Sejak pulang kembali ke rumah William berusaha mencari gelang pasangan dari kalung itu. ia bahkan menyisir ke selurun sudut rumah tetapi tidak bisa menemukannya. 

“Gelang itu sudah lama hilang karena kamu lupa di mana menyimpannya, jadi sudahlah tidak perlu dipikirkan.”

William mengangguk, tetapi sesaat kemudian ia meringis dan memiringkan kepalanya seolah sedang memikirkan sesuatu, “Tapi aku penasaran kenapa aku harus memberimu liontin berbentuk bulan?”

Deg!

‘Ini gawat aku harus segera mengalihkan pikiran William,’ batin Olivia panik, kemudian sebuah ide brilian terbersit dalam benaknya.

 

Senyuman penuh arti tersungging di bibir merah Olivia. Kemudian tiba-tiba Olivia menarik dasi yang tertaut pada kemeja William hingga membuat tubuh pria itu semakin tertarik ke arah Olivia dan juga memangkas jarak diantara wajah mereka. 

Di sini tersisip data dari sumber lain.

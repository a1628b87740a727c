//! Model Context Protocol (MCP) servers
//!
//! Each server process exposes one tool set over the stdio transport.
//!
//! - **server**: `ServerHandler` bridging `tools/list` and `tools/call` onto a dispatcher
//! - **service**: stdio session lifecycle
//! - **tools**: the tool sets, one per server, each generic over its upstream trait

pub mod server;
mod service;
pub mod tools;

#[cfg(test)]
mod server_test;

pub use server::McpServer;
pub use service::{ServeError, serve_stdio};
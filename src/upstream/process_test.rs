use std::time::Duration;

use tempfile::TempDir;

use crate::upstream::process::*;

fn invocation(program: &str, args: &[&str], dir: &TempDir, timeout: Duration) -> Invocation {
    Invocation {
        program: program.to_string(),
        args: args.iter().map(|s| s.to_string()).collect(),
        cwd: dir.path().to_path_buf(),
        timeout,
        env: Vec::new(),
    }
}

#[tokio::test]
async fn test_captures_stdout_stderr_and_exit_code() {
    let dir = TempDir::new().unwrap();
    let runner = TokioRunner::new();

    let output = runner
        .run(&invocation(
            "sh",
            &["-c", "echo out; echo err >&2; exit 3"],
            &dir,
            Duration::from_secs(5),
        ))
        .await
        .unwrap();

    assert_eq!(output.exit_code, Some(3));
    assert!(!output.success());
    assert_eq!(output.stdout.trim(), "out");
    assert_eq!(output.stderr.trim(), "err");
}

#[tokio::test]
async fn test_arguments_are_not_shell_interpreted() {
    let dir = TempDir::new().unwrap();
    let runner = TokioRunner::new();

    let output = runner
        .run(&invocation(
            "echo",
            &["$(touch pwned)", "; rm -rf ."],
            &dir,
            Duration::from_secs(5),
        ))
        .await
        .unwrap();

    assert!(output.success());
    assert_eq!(output.stdout.trim(), "$(touch pwned) ; rm -rf .");
    assert!(!dir.path().join("pwned").exists());
}

#[tokio::test]
async fn test_strips_ansi_escapes() {
    let dir = TempDir::new().unwrap();
    let runner = TokioRunner::new();

    let output = runner
        .run(&invocation(
            "printf",
            &["\\033[31mred\\033[0m"],
            &dir,
            Duration::from_secs(5),
        ))
        .await
        .unwrap();

    assert_eq!(output.stdout, "red");
}

#[tokio::test]
async fn test_missing_program() {
    let dir = TempDir::new().unwrap();
    let runner = TokioRunner::new();

    let err = runner
        .run(&invocation(
            "definitely-not-a-real-binary-4f2a",
            &[],
            &dir,
            Duration::from_secs(5),
        ))
        .await
        .unwrap_err();

    assert!(matches!(err, ProcessError::NotFound { .. }));
}

#[tokio::test]
async fn test_timeout_kills_child() {
    let dir = TempDir::new().unwrap();
    let runner = TokioRunner::new();

    let err = runner
        .run(&invocation(
            "sh",
            &["-c", "sleep 1 && touch finished"],
            &dir,
            Duration::from_millis(100),
        ))
        .await
        .unwrap_err();

    assert!(matches!(err, ProcessError::TimedOut { .. }));

    tokio::time::sleep(Duration::from_millis(1500)).await;
    assert!(
        !dir.path().join("finished").exists(),
        "child should have been killed on timeout"
    );
}

#[tokio::test]
async fn test_extra_environment_reaches_the_child() {
    let dir = TempDir::new().unwrap();
    let runner = TokioRunner::new();
    let mut invocation = invocation(
        "sh",
        &["-c", "echo $TOOLBELT_MARKER"],
        &dir,
        Duration::from_secs(5),
    );
    invocation.env.push(("TOOLBELT_MARKER".to_string(), "set".to_string()));

    let output = runner.run(&invocation).await.unwrap();

    assert_eq!(output.stdout.trim(), "set");
}
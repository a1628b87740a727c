//! Tool lookup, validation and invocation.

use std::future::Future;
use std::time::{Duration, Instant};

use serde_json::{Map, Value};
use tokio::sync::Mutex;
use tracing::{debug, instrument, warn};

use super::error::{ToolError, ToolOutcome};
use super::result::ToolResult;
use super::schema::ToolDescriptor;
use super::validate::{Arguments, validate};

/// Extra time granted past a tool set's own upstream timeout, so the
/// upstream client reports its timeout before the dispatcher cuts it off.
const TIMEOUT_GRACE: Duration = Duration::from_secs(1);

/// A server's tools: a static descriptor table and the handler behind it.
///
/// `call` only ever receives a tool name from `descriptors()` and arguments
/// that already passed validation against that descriptor.
pub trait ToolSet: Send + Sync {
    /// Server identifier used in logs and MCP server info.
    fn server_name(&self) -> &'static str;

    fn descriptors(&self) -> &[ToolDescriptor];

    /// Upper bound for one upstream call.
    fn timeout(&self) -> Duration;

    /// Whether dropping an unfinished `call` also stops its side effect.
    ///
    /// Tool sets that hand work to the blocking pool return `false`. The
    /// dispatcher then waits for the call to finish instead of enforcing
    /// [`timeout`](ToolSet::timeout), and the upstream has to bound itself.
    fn cancel_safe(&self) -> bool {
        true
    }

    fn call(
        &self,
        tool: &'static str,
        args: Arguments,
    ) -> impl Future<Output = ToolOutcome<Value>> + Send;
}

/// Resolves tool calls against one [`ToolSet`].
///
/// Calls are serialized: one call is validated, executed and translated
/// before the next one starts.
pub struct Dispatcher<T: ToolSet> {
    tools: T,
    gate: Mutex<()>,
}

impl<T: ToolSet> Dispatcher<T> {
    /// Create a dispatcher for one tool set.
    ///
    /// # Arguments
    /// * `tools` - The server's tool set; its descriptor table is fixed from here on
    ///
    /// # Returns
    /// A dispatcher that resolves one call at a time
    pub fn new(tools: T) -> Self {
        Self {
            tools,
            gate: Mutex::new(()),
        }
    }

    pub fn tool_set(&self) -> &T {
        &self.tools
    }

    pub fn descriptors(&self) -> &[ToolDescriptor] {
        self.tools.descriptors()
    }

    pub fn descriptor(&self, name: &str) -> Option<&ToolDescriptor> {
        self.tools.descriptors().iter().find(|d| d.name == name)
    }

    #[instrument(skip_all, fields(server = self.tools.server_name(), tool = %tool))]
    pub async fn dispatch(&self, tool: &str, arguments: &Map<String, Value>) -> ToolResult {
        let _turn = self.gate.lock().await;

        let Some(descriptor) = self.descriptor(tool) else {
            warn!("unknown tool requested");
            return ToolError::unknown_tool(tool).into();
        };

        let args = match validate(descriptor, arguments) {
            Ok(args) => args,
            Err(err) => {
                debug!(kind = %err.kind, "rejected before upstream call");
                return err.into();
            }
        };

        let call = self.tools.call(descriptor.name, args);
        let result: ToolResult = if self.tools.cancel_safe() {
            let limit = self.tools.timeout().saturating_add(TIMEOUT_GRACE);
            match tokio::time::timeout(limit, call).await {
                Ok(outcome) => outcome.into(),
                Err(_) => ToolError::timeout(format!("Tool '{}'", descriptor.name)).into(),
            }
        } else {
            // The gate stays held until the blocking work has really finished.
            let started = Instant::now();
            let outcome = call.await;
            if started.elapsed() > self.tools.timeout() {
                warn!(elapsed = ?started.elapsed(), "blocking call overran its timeout");
            }
            outcome.into()
        };

        match &result {
            ToolResult::Success { .. } => debug!("tool call succeeded"),
            ToolResult::Failure { kind, message } => {
                warn!(kind = %kind, message = %message, "tool call failed")
            }
        }
        result
    }
}
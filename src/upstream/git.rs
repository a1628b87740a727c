//! Git command-line operations.
//!
//! The set of git subcommands the git tools can reach is closed: each
//! [`GitCommand`] variant renders to one fixed argument vector built from
//! typed fields. Caller values only ever land in positional slots.

use std::path::{Path, PathBuf};
use std::time::Duration;

use miette::Diagnostic;
use thiserror::Error;

use super::process::{CommandOutput, CommandRunner, Invocation, ProcessError};
use crate::dispatch::ToolError;

/// Errors that can occur during git operations.
#[derive(Error, Diagnostic, Debug)]
pub enum GitError {
    #[error(transparent)]
    #[diagnostic(code(toolbelt::git::process))]
    Process(#[from] ProcessError),

    #[error("git {subcommand} exited with code {code}: {output}")]
    #[diagnostic(code(toolbelt::git::non_zero_exit))]
    NonZeroExit {
        subcommand: String,
        code: i32,
        output: String,
    },
}

impl From<GitError> for ToolError {
    fn from(err: GitError) -> Self {
        match err {
            GitError::Process(process) => process.into(),
            other => ToolError::upstream(other.to_string()),
        }
    }
}

/// Every git invocation the tools can make.
#[derive(Debug, Clone, PartialEq, Eq)]
pub enum GitCommand {
    Status,
    Add { files: Vec<String> },
    Commit { message: String },
    Push { remote: String, branch: Option<String> },
    Pull { remote: String, branch: Option<String> },
    BranchList,
    BranchCreate { name: String },
    BranchDelete { name: String },
    Checkout { branch: String },
    Log { max_count: u32 },
    Diff { cached: bool },
}

impl GitCommand {
    pub fn subcommand(&self) -> &'static str {
        match self {
            GitCommand::Status => "status",
            GitCommand::Add { .. } => "add",
            GitCommand::Commit { .. } => "commit",
            GitCommand::Push { .. } => "push",
            GitCommand::Pull { .. } => "pull",
            GitCommand::BranchList | GitCommand::BranchCreate { .. } | GitCommand::BranchDelete { .. } => {
                "branch"
            }
            GitCommand::Checkout { .. } => "checkout",
            GitCommand::Log { .. } => "log",
            GitCommand::Diff { .. } => "diff",
        }
    }

    /// Arguments following `git`.
    pub fn args(&self) -> Vec<String> {
        let mut args = vec![self.subcommand().to_string()];
        match self {
            GitCommand::Status | GitCommand::Diff { cached: false } => {}
            GitCommand::Add { files } => {
                args.push("--".into());
                args.extend(files.iter().cloned());
            }
            GitCommand::Commit { message } => {
                args.push("-m".into());
                args.push(message.clone());
            }
            GitCommand::Push { remote, branch } | GitCommand::Pull { remote, branch } => {
                args.push(remote.clone());
                if let Some(branch) = branch {
                    args.push(branch.clone());
                }
            }
            GitCommand::BranchList => args.push("-a".into()),
            GitCommand::BranchCreate { name } => args.push(name.clone()),
            GitCommand::BranchDelete { name } => {
                args.push("-d".into());
                args.push(name.clone());
            }
            GitCommand::Checkout { branch } => args.push(branch.clone()),
            GitCommand::Log { max_count } => {
                args.push(format!("--max-count={max_count}"));
                args.push("--oneline".into());
                args.push("--decorate".into());
            }
            GitCommand::Diff { cached: true } => args.push("--cached".into()),
        }
        args
    }
}

/// A successful git run.
#[derive(Debug, Clone, PartialEq, Eq)]
pub struct GitRun {
    pub argv: Vec<String>,
    pub output: CommandOutput,
}

/// Runs [`GitCommand`]s through a [`CommandRunner`].
#[derive(Debug, Clone)]
pub struct Git<R: CommandRunner> {
    runner: R,
    program: String,
    timeout: Duration,
}

impl<R: CommandRunner> Git<R> {
    pub fn new(runner: R, timeout: Duration) -> Self {
        Self {
            runner,
            program: "git".to_string(),
            timeout,
        }
    }

    pub fn runner(&self) -> &R {
        &self.runner
    }

    pub fn invocation(&self, repo: &Path, command: &GitCommand) -> Invocation {
        Invocation {
            program: self.program.clone(),
            args: command.args(),
            cwd: PathBuf::from(repo),
            timeout: self.timeout,
            // Fail instead of waiting on a credential prompt nobody can answer.
            env: vec![("GIT_TERMINAL_PROMPT".to_string(), "0".to_string())],
        }
    }

    /// Run one command; non-zero exit becomes [`GitError::NonZeroExit`].
    pub async fn run(&self, repo: &Path, command: &GitCommand) -> Result<GitRun, GitError> {
        let invocation = self.invocation(repo, command);
        let output = self.runner.run(&invocation).await?;
        let argv = invocation.argv();
        check_output(command, argv, output)
    }
}

fn check_output(
    command: &GitCommand,
    argv: Vec<String>,
    output: CommandOutput,
) -> Result<GitRun, GitError> {
    if output.success() {
        return Ok(GitRun { argv, output });
    }

    let code = output.exit_code.unwrap_or(-1);
    let stdout = output.stdout.trim();
    let stderr = output.stderr.trim();
    // Combine stdout and stderr for the error message
    let combined = match (stdout.is_empty(), stderr.is_empty()) {
        (false, false) => format!("{stderr}\n{stdout}"),
        (false, true) => stdout.to_string(),
        _ => stderr.to_string(),
    };
    Err(GitError::NonZeroExit {
        subcommand: command.subcommand().to_string(),
        code,
        output: combined,
    })
}
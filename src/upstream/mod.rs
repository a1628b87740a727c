//! Clients for the external capabilities the tools wrap.
//!
//! Each upstream sits behind a trait so tool sets can be exercised against
//! stubs that count calls:
//!
//! - **process** / **git**: subprocess execution and the closed set of git invocations
//! - **brave**: web search and page fetching
//! - **github**: GitHub REST API
//! - **mail**: SMTP submission
//! - **stats**: CPU and memory counters
//! - **fs**: allow-list resolution and filesystem helpers
//! - **web**: arbitrary HTTP requests

pub mod brave;
pub mod fs;
pub mod git;
pub mod github;
pub mod http;
pub mod mail;
pub mod process;
pub mod stats;
pub mod web;

#[cfg(test)]
mod git_test;
#[cfg(test)]
mod mail_test;
#[cfg(test)]
mod process_test;

pub use brave::{BraveClient, FetchedPage, SearchBackend, SearchHit};
pub use fs::AllowList;
pub use git::{Git, GitCommand, GitError, GitRun};
pub use github::{GitHubApi, GitHubClient};
pub use http::HttpError;
#[cfg(test)]
pub use mail::MockMailer;
pub use mail::{MailError, Mailer, OutgoingMail, SmtpMailer, SmtpSettings};
pub use process::{CommandOutput, CommandRunner, Invocation, ProcessError, TokioRunner};
#[cfg(test)]
pub use stats::MockStatsSource;
pub use stats::{CpuCounts, MemorySnapshot, StatsSource, SysinfoStats};
pub use web::{ApiRequest, ApiResponse, HttpApi, ReqwestApi, RequestBody};
//! Tool descriptors and parameter schemas.

use serde_json::{Map, Value, json};

/// The kinds a tool parameter may declare.
#[derive(Debug, Clone, Copy, PartialEq, Eq)]
pub enum ParamKind {
    String,
    Integer,
    Number,
    Boolean,
    StringArray,
    /// A JSON object with arbitrary string keys.
    Object,
}

impl ParamKind {
    fn json_type(&self) -> &'static str {
        match self {
            ParamKind::String => "string",
            ParamKind::Integer => "integer",
            ParamKind::Number => "number",
            ParamKind::Boolean => "boolean",
            ParamKind::StringArray => "array",
            ParamKind::Object => "object",
        }
    }
}

/// A validated argument value.
#[derive(Debug, Clone, PartialEq)]
pub enum ArgValue {
    String(String),
    Integer(i64),
    Number(f64),
    Boolean(bool),
    StringArray(Vec<String>),
    Object(Map<String, Value>),
}

impl ArgValue {
    pub fn to_json(&self) -> Value {
        match self {
            ArgValue::String(s) => json!(s),
            ArgValue::Integer(i) => json!(i),
            ArgValue::Number(n) => json!(n),
            ArgValue::Boolean(b) => json!(b),
            ArgValue::StringArray(items) => json!(items),
            ArgValue::Object(map) => Value::Object(map.clone()),
        }
    }
}

/// What to do with a numeric argument outside its declared range.
#[derive(Debug, Clone, Copy, PartialEq, Eq)]
pub enum BoundsPolicy {
    /// Silently move the value to the nearest bound.
    Clamp,
    /// Fail the call with `InvalidParameter`.
    Reject,
}

#[derive(Debug, Clone, Copy, PartialEq)]
pub struct Bounds {
    pub min: Option<f64>,
    pub max: Option<f64>,
    pub policy: BoundsPolicy,
}

/// One declared parameter of a tool.
#[derive(Debug, Clone, PartialEq)]
pub struct ParamSpec {
    pub name: &'static str,
    pub kind: ParamKind,
    pub description: &'static str,
    pub required: bool,
    pub default: Option<ArgValue>,
    pub allowed: Option<&'static [&'static str]>,
    pub bounds: Option<Bounds>,
    /// Refuse values starting with `-`, for values that end up as
    /// positional command-line arguments.
    pub positional: bool,
}

impl ParamSpec {
    fn new(name: &'static str, kind: ParamKind) -> Self {
        Self {
            name,
            kind,
            description: "",
            required: false,
            default: None,
            allowed: None,
            bounds: None,
            positional: false,
        }
    }

    pub fn string(name: &'static str) -> Self {
        Self::new(name, ParamKind::String)
    }

    pub fn integer(name: &'static str) -> Self {
        Self::new(name, ParamKind::Integer)
    }

    pub fn number(name: &'static str) -> Self {
        Self::new(name, ParamKind::Number)
    }

    pub fn boolean(name: &'static str) -> Self {
        Self::new(name, ParamKind::Boolean)
    }

    pub fn string_array(name: &'static str) -> Self {
        Self::new(name, ParamKind::StringArray)
    }

    pub fn object(name: &'static str) -> Self {
        Self::new(name, ParamKind::Object)
    }

    pub fn describe(mut self, description: &'static str) -> Self {
        self.description = description;
        self
    }

    pub fn required(mut self) -> Self {
        self.required = true;
        self
    }

    pub fn default_value(mut self, value: ArgValue) -> Self {
        self.default = Some(value);
        self
    }

    pub fn default_str(self, value: &str) -> Self {
        self.default_value(ArgValue::String(value.to_string()))
    }

    pub fn default_int(self, value: i64) -> Self {
        self.default_value(ArgValue::Integer(value))
    }

    pub fn default_num(self, value: f64) -> Self {
        self.default_value(ArgValue::Number(value))
    }

    pub fn default_bool(self, value: bool) -> Self {
        self.default_value(ArgValue::Boolean(value))
    }

    pub fn one_of(mut self, allowed: &'static [&'static str]) -> Self {
        self.allowed = Some(allowed);
        self
    }

    pub fn clamp(mut self, min: Option<f64>, max: Option<f64>) -> Self {
        self.bounds = Some(Bounds {
            min,
            max,
            policy: BoundsPolicy::Clamp,
        });
        self
    }

    pub fn reject_outside(mut self, min: Option<f64>, max: Option<f64>) -> Self {
        self.bounds = Some(Bounds {
            min,
            max,
            policy: BoundsPolicy::Reject,
        });
        self
    }

    pub fn positional(mut self) -> Self {
        self.positional = true;
        self
    }

    fn json_schema(&self) -> Value {
        let mut schema = Map::new();
        schema.insert("type".into(), json!(self.kind.json_type()));
        if self.kind == ParamKind::StringArray {
            schema.insert("items".into(), json!({ "type": "string" }));
        }
        if !self.description.is_empty() {
            schema.insert("description".into(), json!(self.description));
        }
        if let Some(allowed) = self.allowed {
            schema.insert("enum".into(), json!(allowed));
        }
        if let Some(default) = &self.default {
            schema.insert("default".into(), default.to_json());
        }
        if let Some(bounds) = &self.bounds {
            if let Some(min) = bounds.min {
                schema.insert("minimum".into(), number_json(self.kind, min));
            }
            if let Some(max) = bounds.max {
                schema.insert("maximum".into(), number_json(self.kind, max));
            }
        }
        Value::Object(schema)
    }
}

fn number_json(kind: ParamKind, value: f64) -> Value {
    if kind == ParamKind::Integer {
        json!(value as i64)
    } else {
        json!(value)
    }
}

/// A named tool and its ordered parameter schema.
#[derive(Debug, Clone, PartialEq)]
pub struct ToolDescriptor {
    pub name: &'static str,
    pub description: &'static str,
    pub params: Vec<ParamSpec>,
}

impl ToolDescriptor {
    pub fn new(name: &'static str, description: &'static str) -> Self {
        Self {
            name,
            description,
            params: Vec::new(),
        }
    }

    pub fn param(mut self, spec: ParamSpec) -> Self {
        self.params.push(spec);
        self
    }

    pub fn get_param(&self, name: &str) -> Option<&ParamSpec> {
        self.params.iter().find(|p| p.name == name)
    }

    /// JSON Schema (`type: object`) for the tool input.
    pub fn input_schema(&self) -> Map<String, Value> {
        let properties: Map<String, Value> = self
            .params
            .iter()
            .map(|p| (p.name.to_string(), p.json_schema()))
            .collect();
        let required: Vec<&str> = self
            .params
            .iter()
            .filter(|p| p.required)
            .map(|p| p.name)
            .collect();

        let mut schema = Map::new();
        schema.insert("type".into(), json!("object"));
        schema.insert("properties".into(), Value::Object(properties));
        schema.insert("required".into(), json!(required));
        schema
    }

    pub fn to_json(&self) -> Value {
        json!({
            "name": self.name,
            "description": self.description,
            "inputSchema": Value::Object(self.input_schema()),
        })
    }
}
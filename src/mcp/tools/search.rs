//! Web search and page fetch tools.

use std::time::Duration;

use scraper::{Html, Selector};
use serde_json::{Value, json};
use tracing::debug;

use super::{http_url, non_blank};
use crate::config::BRAVE_API_KEY;
use crate::dispatch::{Arguments, ParamSpec, ToolDescriptor, ToolError, ToolOutcome, ToolSet};
use crate::upstream::SearchBackend;

/// Elements whose text never counts as page content.
const SKIPPED_ELEMENTS: &[&str] = &["script", "style", "nav", "footer", "header", "head", "noscript"];

pub struct SearchTools<B: SearchBackend> {
    backend: B,
    api_key: Option<String>,
    timeout: Duration,
    descriptors: Vec<ToolDescriptor>,
}

impl<B: SearchBackend> SearchTools<B> {
    /// Create the search tool set.
    ///
    /// # Arguments
    /// * `backend` - search and page fetch backend
    /// * `api_key` - Brave key; only `web_search` needs it
    /// * `timeout` - per-call limit
    ///
    /// # Returns
    /// A tool set exposing `web_search` and `web_fetch`.
    pub fn new(backend: B, api_key: Option<String>, timeout: Duration) -> Self {
        Self {
            backend,
            api_key,
            timeout,
            descriptors: descriptors(),
        }
    }

    pub fn backend(&self) -> &B {
        &self.backend
    }

    async fn web_search(&self, args: &Arguments) -> ToolOutcome<Value> {
        let query = non_blank(args, "query")?;
        let api_key = self
            .api_key
            .as_deref()
            .ok_or_else(|| ToolError::configuration_missing(&[BRAVE_API_KEY]))?;
        let count = args.int("count").unwrap_or(10);
        let offset = args.int("offset").unwrap_or(0);

        let hits = self.backend.search(api_key, query, count, offset).await?;
        debug!(results = hits.len(), "search returned");

        Ok(json!({
            "query": query,
            "total_results": hits.len(),
            "results": hits,
        }))
    }

    async fn web_fetch(&self, args: &Arguments) -> ToolOutcome<Value> {
        let url = http_url(args, "url")?;

        let page = self.backend.fetch(url.as_str()).await?;
        let text = extract_page(&page.body);

        let mut payload = json!({
            "url": url.as_str(),
            "status": page.status,
            "title": text.title,
            "meta_description": text.meta_description,
            "content_length": text.content.chars().count(),
            "content": text.content,
        });
        if args.bool_or("include_html", false) {
            payload["html"] = Value::String(page.body);
        }
        Ok(payload)
    }
}

impl<B: SearchBackend> ToolSet for SearchTools<B> {
    fn server_name(&self) -> &'static str {
        "search"
    }

    fn descriptors(&self) -> &[ToolDescriptor] {
        &self.descriptors
    }

    fn timeout(&self) -> Duration {
        self.timeout
    }

    async fn call(&self, tool: &'static str, args: Arguments) -> ToolOutcome<Value> {
        match tool {
            "web_search" => self.web_search(&args).await,
            "web_fetch" => self.web_fetch(&args).await,
            other => Err(ToolError::unknown_tool(other)),
        }
    }
}

fn descriptors() -> Vec<ToolDescriptor> {
    vec![
        ToolDescriptor::new(
            "web_search",
            "Search the web using Brave Search. Returns titles, URLs and descriptions in ranking order.",
        )
        .param(ParamSpec::string("query").required().describe("Search query"))
        .param(
            ParamSpec::integer("count")
                .default_int(10)
                .clamp(Some(1.0), Some(20.0))
                .describe("Number of results (1-20, default: 10)"),
        )
        .param(
            ParamSpec::integer("offset")
                .default_int(0)
                .reject_outside(Some(0.0), Some(9.0))
                .describe("Result page offset (0-9, default: 0)"),
        ),
        ToolDescriptor::new(
            "web_fetch",
            "Fetch a web page and extract its title, meta description and readable text.",
        )
        .param(ParamSpec::string("url").required().describe("http or https URL to fetch"))
        .param(
            ParamSpec::boolean("include_html")
                .default_bool(false)
                .describe("Also return the raw HTML"),
        ),
    ]
}

/// Readable parts of an HTML document.
#[derive(Debug, Clone, PartialEq, Eq, Default)]
pub struct PageText {
    pub title: String,
    pub meta_description: String,
    pub content: String,
}

/// Pull the title, meta description and visible text out of `html`.
///
/// Text inside [`SKIPPED_ELEMENTS`] is dropped; the rest is trimmed line by
/// line with blank lines removed.
pub fn extract_page(html: &str) -> PageText {
    let document = Html::parse_document(html);

    let title = selector("title")
        .and_then(|sel| document.select(&sel).next())
        .map(|el| el.text().collect::<String>().trim().to_string())
        .unwrap_or_default();

    let meta_description = selector(r#"meta[name="description"]"#)
        .and_then(|sel| document.select(&sel).next())
        .and_then(|el| el.value().attr("content"))
        .map(|s| s.trim().to_string())
        .unwrap_or_default();

    let mut lines = Vec::new();
    for node in document.root_element().descendants() {
        let Some(text) = node.value().as_text() else {
            continue;
        };
        let hidden = node.ancestors().any(|ancestor| {
            ancestor
                .value()
                .as_element()
                .is_some_and(|el| SKIPPED_ELEMENTS.contains(&el.name()))
        });
        if hidden {
            continue;
        }
        lines.extend(
            text.lines()
                .map(str::trim)
                .filter(|chunk| !chunk.is_empty())
                .map(str::to_string),
        );
    }

    PageText {
        title,
        meta_description,
        content: lines.join("\n"),
    }
}

fn selector(css: &str) -> Option<Selector> {
    Selector::parse(css).ok()
}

“Oh ya Tuan William, apakah kamu ingin menu pembuka untuk makan siangmu?” bisik Olivia menggoda.

“Tentu saja,” ucap William dengan senang hati.

Olivia pun semakin mendekatkan wajahnya dengan William lalu ia kecup bibir pria itu dengan lembut. William balas melumat bibir Olivia dengan penuh gairah seraya menanggalkan dasi di kerah pakaiannya. 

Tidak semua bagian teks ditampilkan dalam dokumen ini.